WO2017114309A1

WO2017114309A1 - Chemical mechanical polishing slurry and application thereof

Info

Publication number: WO2017114309A1
Application number: PCT/CN2016/111722
Authority: WO
Inventors: 姚颖; 荆建芬; 蔡鑫元; 邱腾飞; 杨俊雅
Original assignee: 安集微电子科技(上海)有限公司
Priority date: 2015-12-31
Filing date: 2016-12-23
Publication date: 2017-07-06
Also published as: US20190062594A1; TW201723139A; CN106928859A; TWI721074B

Abstract

Disclosed in the present invention are a chemical mechanical polishing slurry and an application thereof, the polishing slurry comprising: (a) grinding particles, (b) aminosilane coupling agent, (c) azole compound, (d) complexing agent, (e) organic phosphoric acid, (f) oxidizing agent, and (g) water. The chemical mechanical polishing slurry of the present invention is used for polishing through-silicon vias (TSV) and IC blocking layers, and is capable of meeting the requirements with respect to polishing rates and selection ratio for various materials. The polishing slurry has a strong correcting ability for a surface of a silicon wafer device, can achieve rapid planarization, and prevent local and overall corrosion that occurs in the metal polishing process, thus improving work efficiency and reducing production cost.

Description

Chemical mechanical polishing liquid and application thereof

Technical field

This invention relates to a chemical mechanical polishing fluid for TSV and IC barrier polishing.

Background technique

In the manufacturing process of integrated circuits, thousands of structural units are often built on a silicon wafer substrate, and these structural units further form functional circuits and components through multilayer metal interconnections. In a multilayer metal interconnect structure, silicon dioxide or silicon dioxide doped with other elements is interposed between the metal wires as an interlayer dielectric (ILD). With the development of integrated circuit metal interconnect technology and the increase in the number of wiring layers, chemical mechanical polishing (CMP) has been widely used for surface planarization in chip manufacturing processes. These planarized chip surfaces facilitate the production of multilayer integrated circuits and prevent distortion caused by coating the dielectric layer on uneven surfaces.

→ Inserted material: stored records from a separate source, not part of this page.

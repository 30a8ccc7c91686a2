//! Degree aggregation
//!
//! Two interchangeable ways to turn an edge stream into feature rows:
//! SQL grouping in a `DegreeStore`, or hash counting in memory. Both
//! produce one row per node seen on either side of an edge.

use std::collections::BTreeMap;

use fanout_io::{Edge, EdgeSource, FeatureRow};

use crate::error::Result;
use crate::persistence::DegreeStore;

/// Row counts from an aggregation run
#[derive(Debug, Clone, Copy, Default, PartialEq, Eq)]
pub struct AggregateSummary {
    /// Edges read
    pub edges: u64,
    /// Distinct targets
    pub targets: u64,
    /// Distinct sources
    pub sources: u64,
    /// Distinct nodes overall
    pub nodes: u64,
}

/// Load `source` into `store` and build the degree and feature tables
///
/// Tables from an earlier run are dropped first.
pub fn aggregate_into_store<S: EdgeSource>(
    store: &mut DegreeStore,
    source: &mut S,
    batch_size: usize,
) -> Result<AggregateSummary> {
    tracing::info!("Creating edge table from {}", source.describe());
    store.reset()?;
    let edges = store.load_edges(source, batch_size)?;
    tracing::info!("Loaded {} edges", edges);

    tracing::info!("Calculating in-degrees...");
    let targets = store.build_in_degrees()?;

    tracing::info!("Calculating out-degrees...");
    let sources = store.build_out_degrees()?;

    tracing::info!("Joining degrees and calculating features...");
    let nodes = store.build_features()?;

    Ok(AggregateSummary {
        edges,
        targets,
        sources,
        nodes,
    })
}

/// Per-node edge counts
#[derive(Debug, Clone, Default)]
pub struct DegreeCounts {
    in_degrees: BTreeMap<i64, u64>,
    out_degrees: BTreeMap<i64, u64>,
    edges: u64,
}

impl DegreeCounts {
    pub fn new() -> Self {
        Self::default()
    }

    /// Count one edge toward its target and its source
    pub fn add(&mut self, edge: Edge) {
        *self.in_degrees.entry(edge.followed_id).or_insert(0) += 1;
        *self.out_degrees.entry(edge.follower_id).or_insert(0) += 1;
        self.edges += 1;
    }

    pub fn summary(&self) -> AggregateSummary {
        let nodes = self
            .out_degrees
            .keys()
            .filter(|id| !self.in_degrees.contains_key(*id))
            .count()
            + self.in_degrees.len();

        AggregateSummary {
            edges: self.edges,
            targets: self.in_degrees.len() as u64,
            sources: self.out_degrees.len() as u64,
            nodes: nodes as u64,
        }
    }

    /// Outer-join both count maps into rows sorted by user id
    pub fn into_feature_rows(self) -> Vec<FeatureRow> {
        let mut merged: BTreeMap<i64, (u64, u64)> = BTreeMap::new();
        for (id, count) in self.in_degrees {
            merged.entry(id).or_default().0 = count;
        }
        for (id, count) in self.out_degrees {
            merged.entry(id).or_default().1 = count;
        }

        merged
            .into_iter()
            .map(|(id, (in_degree, out_degree))| FeatureRow::from_counts(id, in_degree, out_degree))
            .collect()
    }
}

/// Count degrees without a database
pub fn aggregate_in_memory<S: EdgeSource>(
    source: &mut S,
) -> Result<(AggregateSummary, Vec<FeatureRow>)> {
    tracing::info!("Counting degrees in memory from {}", source.describe());
    let mut counts = DegreeCounts::new();
    source.for_each_edge(|edge| {
        counts.add(edge);
        Ok(())
    })?;

    let summary = counts.summary();
    Ok((summary, counts.into_feature_rows()))
}

#[cfg(test)]
mod tests {
    use super::*;
    use crate::persistence::Table;
    use fanout_io::VecEdgeSource;

    fn sample() -> Vec<(i64, i64)> {
        vec![(2, 1), (3, 1), (3, 2)]
    }

    #[test]
    fn test_in_memory_scenario() {
        let (summary, rows) = aggregate_in_memory(&mut VecEdgeSource::from(sample())).unwrap();

        assert_eq!(summary.edges, 3);
        assert_eq!(summary.nodes, 3);
        assert_eq!(
            rows,
            vec![
                FeatureRow::from_counts(1, 0, 2),
                FeatureRow::from_counts(2, 1, 1),
                FeatureRow::from_counts(3, 2, 0),
            ]
        );
    }

    #[test]
    fn test_parallel_edges_and_self_loops_count() {
        let (_, rows) =
            aggregate_in_memory(&mut VecEdgeSource::from(vec![(1, 2), (1, 2), (4, 4)])).unwrap();

        assert_eq!(rows[0], FeatureRow::from_counts(1, 2, 0));
        assert_eq!(rows[1], FeatureRow::from_counts(2, 0, 2));
        assert_eq!(rows[2], FeatureRow::from_counts(4, 1, 1));
    }

    #[test]
    fn test_store_scenario_summary() {
        let mut store = DegreeStore::in_memory().unwrap();
        let summary =
            aggregate_into_store(&mut store, &mut VecEdgeSource::from(sample()), 1).unwrap();

        assert_eq!(
            summary,
            AggregateSummary {
                edges: 3,
                targets: 2,
                sources: 2,
                nodes: 3,
            }
        );
        assert_eq!(store.count(Table::Features).unwrap(), 3);
    }

    #[test]
    fn test_backends_agree() {
        let edges: Vec<(i64, i64)> = (0..200i64)
            .map(|i| ((i * 7) % 31, (i * 13) % 47 + 20))
            .collect();

        let mut store = DegreeStore::in_memory().unwrap();
        let sql_summary =
            aggregate_into_store(&mut store, &mut VecEdgeSource::from(edges.clone()), 64).unwrap();
        let sql_rows = store.feature_rows().unwrap();

        let (mem_summary, mem_rows) =
            aggregate_in_memory(&mut VecEdgeSource::from(edges)).unwrap();

        assert_eq!(sql_summary, mem_summary);
        assert_eq!(sql_rows, mem_rows);
    }

    #[test]
    fn test_rerun_is_idempotent() {
        let mut store = DegreeStore::in_memory().unwrap();
        aggregate_into_store(&mut store, &mut VecEdgeSource::from(sample()), 10).unwrap();
        let first = store.feature_rows().unwrap();

        aggregate_into_store(&mut store, &mut VecEdgeSource::from(sample()), 10).unwrap();
        assert_eq!(store.feature_rows().unwrap(), first);
        assert_eq!(store.count(Table::Edges).unwrap(), 3);
    }
}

The CMP process uses an abrasive-containing mixture and a polishing pad to polish the surface of the integrated circuit. In a typical chemical mechanical polishing process, the substrate is placed in direct contact with a rotating polishing pad and a load is applied to the backside of the substrate with a load. During polishing, the gasket and the table rotate while maintaining a downward force on the back of the substrate, applying abrasive and chemically active solutions (often referred to as polishing fluids or polishing slurries) to the gasket. The polished film undergoes a chemical reaction to begin the polishing process.

Silica, as a dielectric material commonly used in integrated circuits, involves the removal of a silicon dioxide dielectric layer in many polishing processes. For example, during the interlamellar dielectric polishing process, the polishing slurry is mainly used to remove the oxide dielectric layer and planarize; when the shallow trench isolation layer is polished, the polishing liquid is mainly used for removing and planarizing the oxide dielectric layer. And stop on silicon nitride; in the barrier polishing, the polishing solution needs to remove silicon dioxide, copper and barrier layer; in the through silicon via (TSV) process, the formation of via holes also requires the use of polishing solution to remove excess dioxide. silicon. In these polishing processes, a higher removal rate of the oxide dielectric layer is required to ensure throughput. In order to achieve a higher oxide material removal rate, usually through Increasing the amount of abrasive particles is achieved, which increases the cost of the polishing liquid, and the increase in the amount of abrasive particles is not conducive to concentration. In the prior art WO2010033156A2, quaternary ammonium salts, quaternary phosphonium salts, aminosilane compounds are used to increase the removal rate of the silica material during polishing.

In addition to strict control of surface contaminants and metal corrosion in the CMP process, it also has lower butterfly depression and polishing uniformity to ensure more reliable electrical performance, especially in the process of flattening the barrier layer. The barrier metal is quickly removed in a short time and at a lower pressure. This patent is intended to provide a highly concentrated barrier polishing solution suitable for use in TSV and silicon oxide-copper interconnect processes, which has a high barrier removal rate under milder conditions and is excellent for butterfly suppression. Deformation, metal corrosion and surface defects.

Summary of the invention

The present invention provides a chemical mechanical polishing liquid containing abrasive particles, an aminosilane coupling agent, an azole compound, a complexing agent, an organic phosphoric acid, an oxidizing agent, and water.

The chemical mechanical polishing liquid of the present invention, wherein the abrasive particles are nano silica particles having a mass percentage of 0.5 to 30%, preferably 2 to 20%; and a particle diameter of 20 to 200 nm, preferably 30 to 150 nm. .

In the chemical mechanical polishing liquid of the present invention, the structural formula of the aminosilane coupling agent is:

n=1～12,

R1, R2=

(x=0,1; y=0~11)

R3, R4, R5, R6=H,

(z=0~~11)

Wherein, the aminosilane coupling agent is aminoethylmethyldiethoxysilane, aminoethylmethyldimethoxysilane, aminoethyldimethylmethoxysilane, aminopropylmethyldiethyl Oxysilane, aminopropylmethyldimethoxysilane, aminopropyldimethylmethoxysilane or aminopropyltrimethoxysilane. The above aminosilane coupling agent is contained in an amount of from 0.005 to 0.3% by mass, preferably from 0.01 to 0.2% by mass.

Wherein, the azole compound may be benzotriazole, methylbenzotriazole, 5-phenyltetrazolium, benzimidazole, 1,2,4-triazole, 3-amino- One or more of 1,2,4 triazole and 4-amino-1,2,4 triazole. The azole compound has a mass percentage content of 0.001 to 1%, preferably 0.01 to 0.3%.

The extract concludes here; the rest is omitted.